Now boot into the guest OS. Once booted, press the "Focus out" key (right ctrl key by default), then goto Devices Menu and select "install guest addons".

The shared folder will now appear as a Network shared folder in Windows. Mount it and share files between the guest and host OS.


----------



## SunnyChahal (Apr 5, 2008)

adn what abt transferring files from guest to host?
i dont wanna create another thread so im asking this question here-
can u tell me any scheduler for ubutnu?i wanna plan my DLs as i have a NU plan.


----------



## infra_red_dude (Apr 5, 2008)

Guest to Host and vice versa. Unless you make the physical folder read-only in guest file transfer to and fro is possible. 

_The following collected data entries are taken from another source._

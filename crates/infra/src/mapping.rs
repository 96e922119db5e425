// crates/infra/src/mapping.rs
//! Read-only whole-file memory maps with access-pattern hints.

use std::{
    fs::File,
    io,
    path::{Path, PathBuf},
};

use log::debug;
use memmap2::Mmap;
use word_count_shared_kernel::{FileRole, IoFailure, IoOperation, Result};

use crate::source::FileReader;

/// Expected access pattern of a mapped region.
#[derive(Debug, Clone, Copy, PartialEq, Eq)]
pub enum AccessHint {
    Normal,
    /// Scanned front to back once.
    Sequential,
    /// Probed at arbitrary offsets, e.g. dictionary keys after loading.
    Random,
}

/// A file mapped read-only in its entirety. Unmapped on drop.
pub struct MappedRegion {
    // empty files are not mapped at all
    map: Option<Mmap>,
    role: FileRole,
    file: Option<PathBuf>,
}

impl MappedRegion {
    /// Maps `path`, or standard input when `path` is `None`. The input must
    /// be a regular file.
    ///
    /// # Errors
    ///
    /// Returns an [`IoFailure`] for open, stat and mmap failures, and for
    /// inputs that are not regular files.
    pub fn open(path: Option<&Path>, role: FileRole) -> Result<Self> {
        let file = match path {
            Some(path) => FileReader::open(path, role)?,
            None => stdin_file().map_err(|e| IoFailure::new(IoOperation::Open, role, None, e))?,
        };
        let fail = |op, e| IoFailure::new(op, role, path, e);

        let meta = file.metadata().map_err(|e| fail(IoOperation::Stat, e))?;
        if !meta.is_file() {
            return Err(fail(IoOperation::Stat, io::Error::other("not a regular file")).into());
        }

        let map = if meta.len() == 0 {
            None
        } else {
            // SAFETY: the map is private and read-only; the file is not
            // modified by this process while mapped.
            let map = unsafe { Mmap::map(&file) }.map_err(|e| fail(IoOperation::Map, e))?;
            Some(map)
        };
        debug!(
            "mapped {role} file '{}' ({} bytes)",
            path.map_or_else(|| "<stdin>".into(), |p| p.display().to_string()),
            meta.len()
        );

        Ok(Self {
            map,
            role,
            file: path.map(Path::to_path_buf),
        })
    }

    pub fn as_bytes(&self) -> &[u8] {
        self.map.as_deref().unwrap_or(&[])
    }

    pub fn len(&self) -> usize {
        self.as_bytes().len()
    }

    pub fn is_empty(&self) -> bool {
        self.len() == 0
    }

    /// Re-tags the region's expected access pattern.
    ///
    /// # Errors
    ///
    /// Returns an [`IoFailure`] when the kernel rejects the advice.
    pub fn advise(&self, hint: AccessHint) -> Result<()> {
        let Some(map) = &self.map else {
            return Ok(());
        };
        advise(map, hint).map_err(|e| {
            IoFailure::new(IoOperation::Advise, self.role, self.file.as_deref(), e).into()
        })
    }
}

#[cfg(unix)]
fn advise(map: &Mmap, hint: AccessHint) -> io::Result<()> {
    use memmap2::Advice;

    map.advise(match hint {
        AccessHint::Normal => Advice::Normal,
        AccessHint::Sequential => Advice::Sequential,
        AccessHint::Random => Advice::Random,
    })
}

#[cfg(not(unix))]
fn advise(_map: &Mmap, _hint: AccessHint) -> io::Result<()> {
    Ok(())
}

#[cfg(unix)]
fn stdin_file() -> io::Result<File> {
    use std::os::fd::AsFd;

    let fd = io::stdin().as_fd().try_clone_to_owned()?;
    Ok(File::from(fd))
}

#[cfg(not(unix))]
fn stdin_file() -> io::Result<File> {
    Err(io::Error::new(
        io::ErrorKind::Unsupported,
        "mapping standard input is not supported on this platform",
    ))
}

Scheduler? Cron! The most powerful! Don't ask me how to use it, tho


----------



## praka123 (Apr 5, 2008)

@saany: open a terminal type "man 5 cron"


----------



## SunnyChahal (Apr 5, 2008)

infra_red_dude said:


> Open virtual box. Right click on the virtual machine and select Settings. Now on the left pane select "Shared folders". Share a folder on your physical drive.
> 
> Now boot into the guest OS. Once booted, press the "Focus out" key (right ctrl key by default), then goto Devices Menu and select "install guest addons".
> 
> The shared folder will now appear as a Network shared folder in Windows. Mount it and share files between the guest and host OS.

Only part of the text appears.